Tik Tok has been all the rage with younger audiences. But now that Vine 2, better known as Byte, has been launched, will Tik Tok survive?
Beside the fact that its developers are calling this new video looping service Byte, a lot of people are still using the name Vine 2. It became known by this name because it is the product of the original vine co-creator Dom Hofmann and because of the video looping of course. The app is now available for free to download on IOS and Android devices.
Vine 2 Finally Released
Like its predecessor, Byte allows users to creatively make looping videos. The main difference is that instead of seven seconds like in Vine, the Byte app uses 6-second videos. It comes with features you’d expect from a social media platform including a content feed, an explore page, and user profiles.
Users can either record videos with the Byte app or upload the videos directly from their devices. This means that videos can be edited using third-party apps before being uploaded to the Byte platform.
A Byte partner program is also planned for the future meaning that users will get paid for generating content. This program may in fact lure content creators away from Tik Tok and other established apps. That platform currently offers no payment for video content.
Another thing that makes Byte different is that it features a community forum that prioritizes communication with creators. Byte gives users the opportunity to gain popularity on the platform and it offers compensation through a monetization program. The community forum and monetization offers are what the Byte creator hopes will differentiate the platform from its competitors including Snapchat and Tik Tok.
Hofman says that Byte is considering a number of monetization options including ad revenue-sharing, tipping, or other options to their partners. It looks like they will be starting with a revenue-share plus supplementing with their own funds. They will have more details about exactly how the pilot program will work soon.

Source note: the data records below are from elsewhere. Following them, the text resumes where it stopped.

//! Round Robin.
//!
//! An explicit FIFO ready queue grants each dispatch at most one quantum.
//! Every dispatch yields its own interval, even when the same process runs
//! back to back, so the timeline reflects dispatch boundaries exactly.
//!
//! Ordering rule: processes that arrive during a dispatch enter the queue
//! before the dispatched process is re-enqueued. A process arriving while
//! another runs therefore gets the CPU ahead of that process's next turn.
//!
//! # Reference
//! Silberschatz, Galvin & Gagne (2018), "Operating System Concepts", Ch. 5.3.3

use std::collections::VecDeque;

use tracing::{debug, trace};

use super::driver::{self, Slot};
use crate::error::SimulationError;
use crate::models::{color_for, Interval, Process, SimulationResult};

/// Simulates Round Robin with the given time quantum.
///
/// # Errors
/// - [`SimulationError::EmptyProcessSet`] when `processes` is empty.
/// - [`SimulationError::NonPositiveQuantum`] when `quantum <= 0`.
pub fn simulate(processes: &[Process], quantum: i64) -> Result<SimulationResult, SimulationError> {
    if processes.is_empty() {
        return Err(SimulationError::EmptyProcessSet);
    }
    if quantum <= 0 {
        return Err(SimulationError::NonPositiveQuantum(quantum));
    }
    debug!(count = processes.len(), quantum, "running round robin");

    let total = processes.len();
    let mut slots = driver::make_slots(processes);
    let mut queued = vec![false; total];
    let mut queue: VecDeque<usize> = VecDeque::new();
    let mut timeline = Vec::new();
    let mut order = Vec::with_capacity(total);
    let mut clock: i64 = 0;

    admit_arrivals(&slots, &mut queue, &mut queued, clock, None);

    while order.len() < total {
        let index = match queue.pop_front() {
            Some(index) => index,
            None => {
                // Nothing ready: one idle tick, then re-check arrivals.
                clock += 1;
                admit_arrivals(&slots, &mut queue, &mut queued, clock, None);
                continue;
            }
        };
        queued[index] = false;

        let run = quantum.min(slots[index].remaining);
        let start = clock;
        clock += run;
        slots[index].remaining -= run;
        timeline.push(Interval::new(
            &slots[index].process.id,
            start,
            clock,
            color_for(index),
        ));
        trace!(process = %slots[index].process.id, start, end = clock, "dispatch");

        // Arrivals during this quantum queue ahead of the requeue below.
        admit_arrivals(&slots, &mut queue, &mut queued, clock, Some(index));

        if slots[index].remaining > 0 {
            queue.push_back(index);
            queued[index] = true;
        } else {
            slots[index].completion = Some(clock);
            order.push(index);
        }
    }

    driver::assemble(slots, &order, timeline)
}

/// Enqueues every pending process that has arrived by `clock`, in input
/// order, skipping slots already queued and the one just dispatched.
fn admit_arrivals(
    slots: &[Slot],
    queue: &mut VecDeque<usize>,
    queued: &mut [bool],
    clock: i64,
    running: Option<usize>,
) {
    for slot in slots {
        if queued[slot.index] || !slot.is_pending() || Some(slot.index) == running {
            continue;
        }
        if slot.process.arrival <= clock {
            queue.push_back(slot.index);
            queued[slot.index] = true;
        }
    }
}

#[cfg(test)]
mod tests {
    use super::*;

    fn reference_set() -> Vec<Process> {
        vec![
            Process::new("P1", 0, 8),
            Process::new("P2", 1, 4),
            Process::new("P3", 2, 9),
            Process::new("P4", 3, 5),
        ]
    }

    fn bounds(result: &SimulationResult) -> Vec<(String, i64, i64)> {
        result
            .timeline
            .iter()
            .map(|iv| (iv.process_id.clone(), iv.start, iv.end))
            .collect()
    }

    #[test]
    fn test_reference_schedule_quantum_two() {
        let result = simulate(&reference_set(), 2).unwrap();
        let bounds = bounds(&result);

        assert_eq!(
            bounds[..3],
            [
                ("P1".to_string(), 0, 2),
                ("P2".to_string(), 2, 4),
                ("P3".to_string(), 4, 6),
            ]
        );

        // P4 arrives at t=3 during P2's quantum, so its first dispatch
        // lands ahead of P2's second turn.
        let p4_first = bounds.iter().position(|b| b.0 == "P4").unwrap();
        let p2_second = bounds.iter().enumerate().filter(|(_, b)| b.0 == "P2").nth(1).unwrap().0;
        assert!(p4_first < p2_second);

        let completions: Vec<(&str, i64)> = result
            .processes
            .iter()
            .map(|p| (p.id.as_str(), p.completion))
            .collect();
        assert_eq!(
            completions,
            vec![("P2", 12), ("P1", 22), ("P4", 23), ("P3", 26)]
        );

        let waits: Vec<i64> = result.processes.iter().map(|p| p.waiting).collect();
        assert_eq!(waits, vec![7, 14, 15, 15]);
    }

    #[test]
    fn test_arrival_queues_before_requeue() {
        // B arrives exactly when A's quantum expires: B must run next.
        let processes = vec![Process::new("A", 0, 4), Process::new("B", 2, 2)];
        let result = simulate(&processes, 2).unwrap();

        assert_eq!(
            bounds(&result),
            vec![
                ("A".to_string(), 0, 2),
                ("B".to_string(), 2, 4),
                ("A".to_string(), 4, 6),
            ]
        );
    }

    #[test]
    fn test_one_interval_per_dispatch() {
        // A lone process still yields one interval per quantum; adjacent
        // dispatches of the same process are not merged.
        let processes = vec![Process::new("P1", 0, 4)];
        let result = simulate(&processes, 2).unwrap();

        assert_eq!(
            bounds(&result),
            vec![("P1".to_string(), 0, 2), ("P1".to_string(), 2, 4)]
        );
    }

    #[test]
    fn test_final_dispatch_shorter_than_quantum() {
        let processes = vec![Process::new("P1", 0, 5)];
        let result = simulate(&processes, 3).unwrap();

        assert_eq!(
            bounds(&result),
            vec![("P1".to_string(), 0, 3), ("P1".to_string(), 3, 5)]
        );
        assert_eq!(result.process("P1").unwrap().completion, 5);
    }

    #[test]
    fn test_idle_until_first_arrival() {
        let processes = vec![Process::new("P1", 3, 2)];
        let result = simulate(&processes, 4).unwrap();

        assert_eq!(result.timeline[0].start, 3);
        assert_eq!(result.span(), 5);
        assert_eq!(result.metrics.cpu_utilization, 40.0);
    }

    #[test]
    fn test_first_dispatch_fairness_bound() {
        // Equal arrivals: process k first runs no later than k quanta in.
        let processes: Vec<Process> =
            (0..4).map(|i| Process::new(format!("P{i}"), 0, 10)).collect();
        let quantum = 3;
        let result = simulate(&processes, quantum).unwrap();

        for (position, process) in processes.iter().enumerate() {
            let first_start = result.intervals_for(&process.id)[0].start;
            assert!(first_start <= quantum * position as i64);
        }
    }

    #[test]
    fn test_quantum_must_be_positive() {
        let processes = vec![Process::new("P1", 0, 1)];
        assert_eq!(
            simulate(&processes, 0),
            Err(SimulationError::NonPositiveQuantum(0))
        );
        assert_eq!(
            simulate(&processes, -3),
            Err(SimulationError::NonPositiveQuantum(-3))
        );
    }

    #[test]
    fn test_empty_input_is_rejected() {
        assert_eq!(simulate(&[], 2), Err(SimulationError::EmptyProcessSet));
    }
}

Many creators who found their popularity on apps such a Snapchat and TikTok that do not have direct monetization have tried to pull their audiences over to YouTube where they can earn a steady ad share. By getting started paying early, Byte hopes to lure some of those personalities over to its app and be able to retain them from the long-term. Former Vine Stars turned Tik Tok stars like Chris Melberger, Joshdarnit, and Lance Stewart already have a presence on Byte.
The official community guidelines read, “Byte is dedicated to building tools and communities around the possibility of new experiences that’s why it’s our mission to put creativity first in all that we do. As humans living among other humans in a complicated world, we believe that creative, playful contact with others helps us tap into our collective potential.”
Things to Know
At this time, there is no private account option for Byte so anyone can add anyone else to follow. It is possible to block accounts but you’ll need to monitor who is deciding to follow you. There is no location sharing. It lacks live video options as well as the disappearing content that made Snapchat famous.
Users cannot direct message to each other, but comments are allowed on Bytes. At this time there are no ads or in-app purchases, but as the app tries to establish their revenue model we could see these appear later.
At this time, Byte lacks remix ability, augmented reality features, transition effects, and other features you would find in apps like Tik Tok and Snapchat.
A Vine Refresher
Hoffman co-founded Vine in June 2012 with Colin Kroll and Rus Yusupov. Hoffman actively ran a beta tester forum since the original announcement for Byte was made in early 2018. Twitter acquired Vine prior to its launch in January 2013 after Hoffman left the company.
At the time, Vine was an effective way for small businesses to make an impression on their target audience because it helped them beef up their content. Using Vine, small businesses could respond to customer feedback to provide them with personal interaction. They could also work Vine videos into there larger content strategy making their marketing efforts more effective. By blogging about the day to day function of their organization, small businesses could increase transparency and provide their followers with real insight into what it’s like to be behind the scenes.
In December 2016, Twitter announced that the vine mobile app would remain operational as a standalone service so that users could publish videos directly to Twitter rather than buying. In January 2017, the vine Community website shut down and Vine became Vine Camera in a name change.
With the release of Byte aka Vine 2, small businesses once again had the opportunity to benefit from the many marketing and Communication features created by the original vine. But, Byte adds the additional benefits of monetization for content along with a user forum. In this sense, Byte may be able to revive the excitement Vine once had and by doing so, it could mark the beginning of the end for Tik Tok.